Advances in high-throughput omics technologies have enabled system-wide characterization of biological samples across multiple molecular levels, such as the genome, transcriptome, and proteome. However, as sample sizes rapidly increase in large-scale multi-omics studies, sample mix-ups have become a prevalent issue, compromising data integrity and leading to erroneous conclusions. The interconnected nature of multi-omics data presents an opportunity to identify and correct these errors. This review examines the potential sources of sample mix-ups and evaluates the methodologies and tools developed for detecting and correcting these errors, with an emphasis on approaches applicable to proteomics data.
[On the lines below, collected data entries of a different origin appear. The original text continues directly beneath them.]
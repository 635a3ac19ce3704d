//! Voice selection.
//!
//! Two strategies live here:
//! - [`resolve`] turns a configured [`Selector`] into one concrete installed
//!   voice on every reload
//! - [`best_match`] is the hint-based fallback used at speak time when the
//!   selector resolved to nothing

use crate::types::{Gender, Selector, VoiceAge, VoiceDescriptor};

/// Resolve a selector against the enumerated voices.
///
/// Voices are scanned in enumeration order and the first rule that matches
/// wins:
///
/// 1. Nothing requested (no name, no gender, index <= 0): the first voice.
/// 2. A name is set and equals the voice's name, ignoring case.
/// 3. No name but a gender: voices of another gender are skipped. With a
///    positive index the `index`-th voice of that gender is taken, otherwise
///    the first one.
/// 4. No name and no gender: the `index`-th voice overall.
///
/// The 1-based position counter is shared by rules 3 and 4 and advances on
/// every voice that falls through, including voices scanned while a name was
/// requested but did not match.
///
/// ## Examples
///
/// ```
/// use voice_sensor::selection::resolve;
/// use voice_sensor::types::{Gender, Selector, VoiceDescriptor};
///
/// let voices = vec![
///     VoiceDescriptor::new("David").with_gender(Gender::Male),
///     VoiceDescriptor::new("Zira").with_gender(Gender::Female),
/// ];
///
/// let chosen = resolve(&voices, &Selector::new().with_gender(Gender::Female));
/// assert_eq!(chosen.map(|v| v.name.as_str()), Some("Zira"));
/// ```
pub fn resolve<'a>(voices: &'a [VoiceDescriptor], selector: &Selector) -> Option<&'a VoiceDescriptor> {
    let has_name = selector.has_name();
    let has_gender = selector.gender.is_set();
    let has_index = selector.has_index();
    let index = selector.index;
    let wanted_name = selector.name.to_uppercase();

    let mut position = 1;
    for voice in voices {
        if !has_name && !has_gender && !has_index {
            return Some(voice);
        }

        if has_name && wanted_name == voice.name.to_uppercase() {
            return Some(voice);
        }

        if !has_name && has_gender {
            if voice.gender != selector.gender {
                continue;
            }

            if !has_index {
                return Some(voice);
            }
            if index == position {
                return Some(voice);
            }

            position += 1;
            continue;
        }

        if !has_name && index == position {
            return Some(voice);
        }

        position += 1;
    }

    None
}

/// Pick a voice from hints, the way the engine does when no name is known.
///
/// Candidates are the enabled voices (or every voice when none is enabled),
/// narrowed to the requested gender and then age whenever at least one
/// candidate matches. `alternate` chooses among the remaining candidates,
/// wrapping around; negative values behave like zero.
///
/// Returns `None` only when `voices` is empty.
pub fn best_match(
    voices: &[VoiceDescriptor],
    gender: Gender,
    age: VoiceAge,
    alternate: i32,
) -> Option<&VoiceDescriptor> {
    let mut candidates: Vec<&VoiceDescriptor> = voices.iter().filter(|v| v.enabled).collect();
    if candidates.is_empty() {
        candidates = voices.iter().collect();
    }

    if gender.is_set() {
        narrow(&mut candidates, |v| v.gender == gender);
    }
    if age.is_set() {
        narrow(&mut candidates, |v| v.age == age);
    }

    if candidates.is_empty() {
        return None;
    }

    let slot = alternate.max(0) as usize % candidates.len();
    Some(candidates[slot])
}

/// Keep only matching candidates, unless that would leave none.
fn narrow(candidates: &mut Vec<&VoiceDescriptor>, keep: impl Fn(&VoiceDescriptor) -> bool) {
    if candidates.iter().any(|v| keep(v)) {
        candidates.retain(|v| keep(v));
    }
}

// ============================================================================
// Tests
// ============================================================================

#[cfg(test)]
mod tests {
    use super::*;

    fn voice(name: &str, gender: Gender) -> VoiceDescriptor {
        VoiceDescriptor::new(name).with_gender(gender)
    }

    /// M F M F M F
    fn mixed() -> Vec<VoiceDescriptor> {
        vec![
            voice("Mark", Gender::Male),
            voice("Zira", Gender::Female),
            voice("David", Gender::Male),
            voice("Hazel", Gender::Female),
            voice("George", Gender::Male),
            voice("Susan", Gender::Female),
        ]
    }

    fn resolved(voices: &[VoiceDescriptor], selector: Selector) -> Option<String> {
        resolve(voices, &selector).map(|v| v.name.clone())
    }

    // ========================================================================
    // Rule 1: nothing requested
    // ========================================================================

    #[test]
    fn test_empty_selector_picks_first_voice() {
        assert_eq!(resolved(&mixed(), Selector::new()), Some("Mark".into()));
    }

    #[test]
    fn test_non_positive_index_is_unset() {
        assert_eq!(resolved(&mixed(), Selector::new().with_index(0)), Some("Mark".into()));
        assert_eq!(resolved(&mixed(), Selector::new().with_index(-3)), Some("Mark".into()));
    }

    #[test]
    fn test_empty_voice_list_resolves_nothing() {
        assert_eq!(resolved(&[], Selector::new()), None);
    }

    // ========================================================================
    // Rule 2: name
    // ========================================================================

    #[test]
    fn test_name_match_ignores_case_and_returns_canonical_name() {
        assert_eq!(resolved(&mixed(), Selector::new().with_name("hAzEl")), Some("Hazel".into()));
    }

    #[test]
    fn test_name_wins_over_gender_and_index() {
        let selector = Selector::new()
            .with_name("DAVID")
            .with_gender(Gender::Female)
            .with_index(1);
        assert_eq!(resolved(&mixed(), selector), Some("David".into()));
    }

    #[test]
    fn test_unknown_name_resolves_nothing() {
        let selector = Selector::new().with_name("Nonexistent").with_index(1);
        assert_eq!(resolved(&mixed(), selector), None);
    }

    // ========================================================================
    // Rule 3: gender
    // ========================================================================

    #[test]
    fn test_gender_without_index_picks_first_of_gender() {
        let selector = Selector::new().with_gender(Gender::Female);
        assert_eq!(resolved(&mixed(), selector), Some("Zira".into()));
    }

    #[test]
    fn test_gender_with_index_counts_only_that_gender() {
        let selector = Selector::new().with_gender(Gender::Female).with_index(2);
        assert_eq!(resolved(&mixed(), selector), Some("Hazel".into()));

        let selector = Selector::new().with_gender(Gender::Male).with_index(3);
        assert_eq!(resolved(&mixed(), selector), Some("George".into()));
    }

    #[test]
    fn test_gender_index_past_end_resolves_nothing() {
        let selector = Selector::new().with_gender(Gender::Female).with_index(4);
        assert_eq!(resolved(&mixed(), selector), None);
    }

    #[test]
    fn test_gender_without_matches_resolves_nothing() {
        let voices = vec![voice("Mark", Gender::Male), voice("David", Gender::Male)];
        let selector = Selector::new().with_gender(Gender::Female);
        assert_eq!(resolved(&voices, selector), None);
    }

    #[test]
    fn test_unset_gender_voices_never_match_a_gender_filter() {
        let voices = vec![voice("Robot", Gender::Unset), voice("Zira", Gender::Female)];
        let selector = Selector::new().with_gender(Gender::Female).with_index(1);
        assert_eq!(resolved(&voices, selector), Some("Zira".into()));
    }

    // ========================================================================
    // Rule 4: index
    // ========================================================================

    #[test]
    fn test_index_counts_every_voice() {
        assert_eq!(resolved(&mixed(), Selector::new().with_index(1)), Some("Mark".into()));
        assert_eq!(resolved(&mixed(), Selector::new().with_index(4)), Some("Hazel".into()));
        assert_eq!(resolved(&mixed(), Selector::new().with_index(6)), Some("Susan".into()));
    }

    #[test]
    fn test_index_past_end_resolves_nothing() {
        assert_eq!(resolved(&mixed(), Selector::new().with_index(7)), None);
    }

    // ========================================================================
    // Best match (hints)
    // ========================================================================

    #[test]
    fn test_best_match_without_hints_uses_alternate() {
        let voices = mixed();
        let pick = |alt| best_match(&voices, Gender::Unset, VoiceAge::Unset, alt).map(|v| v.name.as_str());
        assert_eq!(pick(0), Some("Mark"));
        assert_eq!(pick(1), Some("Zira"));
        assert_eq!(pick(7), Some("Zira"));
        assert_eq!(pick(-2), Some("Mark"));
    }

    #[test]
    fn test_best_match_prefers_gender() {
        let voices = mixed();
        let chosen = best_match(&voices, Gender::Female, VoiceAge::Unset, 2).unwrap();
        assert_eq!(chosen.name, "Susan");
    }

    #[test]
    fn test_best_match_ignores_unsatisfiable_hints() {
        let voices = vec![voice("Mark", Gender::Male)];
        let chosen = best_match(&voices, Gender::Female, VoiceAge::Child, 0).unwrap();
        assert_eq!(chosen.name, "Mark");
    }

    #[test]
    fn test_best_match_narrows_by_age() {
        let voices = vec![
            voice("Zira", Gender::Female).with_age(VoiceAge::Adult),
            voice("Katie", Gender::Female).with_age(VoiceAge::Teen),
        ];
        let chosen = best_match(&voices, Gender::Female, VoiceAge::Teen, 0).unwrap();
        assert_eq!(chosen.name, "Katie");
    }

    #[test]
    fn test_best_match_skips_disabled_voices() {
        let voices = vec![
            voice("Mark", Gender::Male).with_enabled(false),
            voice("David", Gender::Male),
        ];
        let chosen = best_match(&voices, Gender::Male, VoiceAge::Unset, 0).unwrap();
        assert_eq!(chosen.name, "David");
    }

    #[test]
    fn test_best_match_on_empty_list() {
        assert!(best_match(&[], Gender::Male, VoiceAge::Unset, 0).is_none());
    }
}
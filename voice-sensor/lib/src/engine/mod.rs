//! Speech engine backends.
//!
//! The measure talks to the synthesizer only through [`SpeechEngine`]. Two
//! backends ship with the crate:
//! - [`NativeEngine`] (feature `native`) drives the operating system's
//!   speech service through the `tts` crate
//! - [`MemoryEngine`] records calls against a fixed voice list, for tests and
//!   dry runs

mod memory;
#[cfg(feature = "native")]
mod native;

pub use memory::{EngineEvent, MemoryEngine};
#[cfg(feature = "native")]
pub use native::NativeEngine;

use crate::errors::{Result, SensorError};
use crate::selection::best_match;
use crate::types::{Gender, Rate, VoiceAge, VoiceDescriptor, Volume};

/// One asynchronous speak operation handed out by an engine.
///
/// Engines number their utterances; the id is only meaningful to the engine
/// that issued it.
#[derive(Debug, Clone, Copy, PartialEq, Eq, Hash)]
pub struct Utterance {
    id: u64,
}

impl Utterance {
    pub fn new(id: u64) -> Self {
        Self { id }
    }

    pub fn id(&self) -> u64 {
        self.id
    }
}

/// A speech synthesizer the measure can drive.
///
/// Calls are made serially by a single owner; implementations do not need
/// interior locking. Speech itself is rendered on the engine's own thread, so
/// [`speak_async`](SpeechEngine::speak_async) must return as soon as the
/// utterance is queued.
pub trait SpeechEngine {
    /// Enumerate installed voices in the engine's own order.
    fn voices(&self) -> Result<Vec<VoiceDescriptor>>;

    /// Route output to the default audio device.
    fn bind_default_output(&mut self) -> Result<()> {
        Ok(())
    }

    fn set_volume(&mut self, volume: Volume) -> Result<()>;

    fn set_rate(&mut self, rate: Rate) -> Result<()>;

    /// Select a voice by its exact installed name.
    fn select_voice(&mut self, name: &str) -> Result<()>;

    /// Select a voice from gender/age hints plus an alternate slot.
    ///
    /// The default implementation picks with
    /// [`best_match`](crate::selection::best_match) and then selects that
    /// voice by name.
    fn select_voice_by_hints(&mut self, gender: Gender, age: VoiceAge, alternate: i32) -> Result<()> {
        let voices = self.voices()?;
        let voice = best_match(&voices, gender, age, alternate).ok_or(SensorError::NoVoicesInstalled)?;
        let name = voice.name.clone();
        self.select_voice(&name)
    }

    /// Queue `text` with the current voice, volume and rate.
    fn speak_async(&mut self, text: &str) -> Result<Utterance>;

    /// Whether `utterance` has finished, either by completing or by being
    /// cancelled.
    fn is_completed(&self, utterance: &Utterance) -> bool;

    /// Request cancellation of all queued and playing speech.
    ///
    /// Fire-and-forget: the request may still be settling when this returns.
    fn cancel_all(&mut self) -> Result<()>;
}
We categorize existing tools into three main groups: expression/protein quantitative trait loci-based, genotype concordance-based, and gene/protein expression correlation-based approaches. Notably, only a handful of tools currently utilize the proteogenomics approach for correcting sample mix-ups at the proteomics level. Integrating the strengths of current tools across diverse data types could enable the development of more versatile and comprehensive solutions. In conclusion, verifying sample identity is a critical first step to reduce bias and increase precision in subsequent analyses for large-scale multi-omics studies. By leveraging these tools for identifying and correcting sample mix-ups, researchers can significantly improve the reliability and reproducibility of biomedical research.